Could each entry be returned exactly as it appears?

> _DATA LISTING_:
-*-

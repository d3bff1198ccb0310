//! Actor and role model

use serde::{Deserialize, Serialize};
use std::fmt;
use std::str::FromStr;

/// Role of the current user
#[derive(Debug, Clone, Copy, PartialEq, Eq, Hash, Serialize, Deserialize)]
#[serde(rename_all = "snake_case")]
pub enum Role {
    /// System administrator
    Admin,
    /// Case investigator
    Investigator,
    /// Forensic analyst
    ForensicAnalyst,
    /// Legal professional (counsel)
    LegalProfessional,
    /// Court official
    CourtOfficial,
    /// Evidence custodian
    EvidenceManager,
    /// Read-only auditor
    Auditor,
    /// Public viewer (minimal access)
    PublicViewer,
}

impl Role {
    /// Every role, in declaration order
    pub const ALL: [Role; 8] = [
        Role::Admin,
        Role::Investigator,
        Role::ForensicAnalyst,
        Role::LegalProfessional,
        Role::CourtOfficial,
        Role::EvidenceManager,
        Role::Auditor,
        Role::PublicViewer,
    ];

    /// Wire name of the role
    pub fn as_str(&self) -> &'static str {
        match self {
            Role::Admin => "admin",
            Role::Investigator => "investigator",
            Role::ForensicAnalyst => "forensic_analyst",
            Role::LegalProfessional => "legal_professional",
            Role::CourtOfficial => "court_official",
            Role::EvidenceManager => "evidence_manager",
            Role::Auditor => "auditor",
            Role::PublicViewer => "public_viewer",
        }
    }
}

impl fmt::Display for Role {
    fn fmt(&self, f: &mut fmt::Formatter<'_>) -> fmt::Result {
        f.write_str(self.as_str())
    }
}

impl FromStr for Role {
    type Err = String;

    fn from_str(s: &str) -> Result<Self, Self::Err> {
        Role::ALL
            .into_iter()
            .find(|role| role.as_str() == s.trim())
            .ok_or_else(|| format!("unknown role: {}", s))
    }
}

/// The user on whose behalf the manager acts
#[derive(Debug, Clone, PartialEq, Eq, Serialize, Deserialize)]
pub struct Actor {
    /// Wallet address or user identifier
    pub id: String,
    /// Role
    pub role: Role,
}

impl Actor {
    pub fn new(id: impl Into<String>, role: Role) -> Self {
        Self {
            id: id.into(),
            role,
        }
    }
}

-*-

> _WORKED SOLUTION_:
repository d3bff1198ccb0310
//! Actor and role model

use serde::{Deserialize, Serialize};
use std::fmt;
use std::str::FromStr;

/// Role of the current user
#[derive(Debug, Clone, Copy, PartialEq, Eq, Hash, Serialize, Deserialize)]
#[serde(rename_all = "snake_case")]
pub enum Role {
    /// System administrator
    Admin,
    /// Case investigator
    Investigator,
    /// Forensic analyst
    ForensicAnalyst,
    /// Legal professional (counsel)
    LegalProfessional,
    /// Court official
    CourtOfficial,
    /// Evidence custodian
    EvidenceManager,
    /// Read-only auditor
    Auditor,
    /// Public viewer (minimal access)
    PublicViewer,
}

impl Role {
    /// Every role, in declaration order
    pub const ALL: [Role; 8] = [
        Role::Admin,
        Role::Investigator,
        Role::ForensicAnalyst,
        Role::LegalProfessional,
        Role::CourtOfficial,
        Role::EvidenceManager,
        Role::Auditor,
        Role::PublicViewer,
    ];

    /// Wire name of the role
    pub fn as_str(&self) -> &'static str {
        match self {
            Role::Admin => "admin",
            Role::Investigator => "investigator",
            Role::ForensicAnalyst => "forensic_analyst",
            Role::LegalProfessional => "legal_professional",
            Role::CourtOfficial => "court_official",
            Role::EvidenceManager => "evidence_manager",
            Role::Auditor => "auditor",
            Role::PublicViewer => "public_viewer",
        }
    }
}

impl fmt::Display for Role {
    fn fmt(&self, f: &mut fmt::Formatter<'_>) -> fmt::Result {
        f.write_str(self.as_str())
    }
}

impl FromStr for Role {
    type Err = String;

    fn from_str(s: &str) -> Result<Self, Self::Err> {
        Role::ALL
            .into_iter()
            .find(|role| role.as_str() == s.trim())
            .ok_or_else(|| format!("unknown role: {}", s))
    }
}

/// The user on whose behalf the manager acts
#[derive(Debug, Clone, PartialEq, Eq, Serialize, Deserialize)]
pub struct Actor {
    /// Wallet address or user identifier
    pub id: String,
    /// Role
    pub role: Role,
}

impl Actor {
    pub fn new(id: impl Into<String>, role: Role) -> Self {
        Self {
            id: id.into(),
            role,
        }
    }
}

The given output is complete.